The pharmaceutical sector has been the World's Fair for the past few months and it has been the heart of my long portfolio. Large cap biotech is very similar to the pharmaceutical sector, except it has a better growth profile. Large cap biotech has lagged during that period. The most recent catalyst for the underperformance was a pipeline failure from Gilead.

Merck now trades at 11 times forward earnings, while Amgen trades at less than 10 times (net of cash). I have been very slowly shifting some of my pharma exposure to the lagging large cap biotech space. The reason I am not more aggressive is because I am respecting the momentum.

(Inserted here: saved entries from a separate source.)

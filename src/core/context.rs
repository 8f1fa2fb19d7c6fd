//! Auxiliary data carried by a running machine instance.

use serde::{Deserialize, Serialize};
use serde_json::{Map, Value};

/// A mapping from key to JSON value, orthogonal to the state value.
///
/// The introspection and visualization layers only ever read a context;
/// mutation happens exclusively through context actions attached to a
/// machine definition and run by the engine.
#[derive(Clone, PartialEq, Debug, Default, Serialize, Deserialize)]
#[serde(transparent)]
pub struct Context(Map<String, Value>);

impl Context {
    /// Create an empty context.
    pub fn new() -> Self {
        Context(Map::new())
    }

    pub fn is_empty(&self) -> bool {
        self.0.is_empty()
    }

    pub fn len(&self) -> usize {
        self.0.len()
    }

    /// Read a value by key.
    pub fn get(&self, key: &str) -> Option<&Value> {
        self.0.get(key)
    }

    /// Read an integer value by key, if present and numeric.
    pub fn get_i64(&self, key: &str) -> Option<i64> {
        self.0.get(key).and_then(Value::as_i64)
    }

    /// Set a key to a value, replacing any previous entry.
    pub fn set(&mut self, key: impl Into<String>, value: impl Into<Value>) {
        self.0.insert(key.into(), value.into());
    }

    pub fn iter(&self) -> impl Iterator<Item = (&String, &Value)> {
        self.0.iter()
    }

    /// Human-readable projection of every key and value, nested values
    /// rendered recursively as indented JSON.
    pub fn pretty(&self) -> String {
        // Serializing a JSON object map is infallible.
        serde_json::to_string_pretty(&self.0).unwrap_or_default()
    }
}

impl<K: Into<String>, V: Into<Value>> FromIterator<(K, V)> for Context {
    fn from_iter<I: IntoIterator<Item = (K, V)>>(entries: I) -> Self {
        Context(
            entries
                .into_iter()
                .map(|(key, value)| (key.into(), value.into()))
                .collect(),
        )
    }
}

The catalyst for the rally in pharma has been two high profile, largely cash takeovers. However, at current valuations it would now make sense for large cap pharma companies to consider taking over biotechs. If the valuation gap continues to widen it would be a no brainer.

2 comments:

Anonymous said...

Morgan Stanley's analyst has many investors worried about Gilead's 2017-2021 patent expirations. Just ask yourself what Apple or Citibank will be doing in 2019. A totally different standard is being applied to life sciences companies. But after all, it is not as if developing the best AIDS drugs really matters...

Tsachy Mishal said...

I am getting close to buying Gilead. I would love to be able to get it under $40.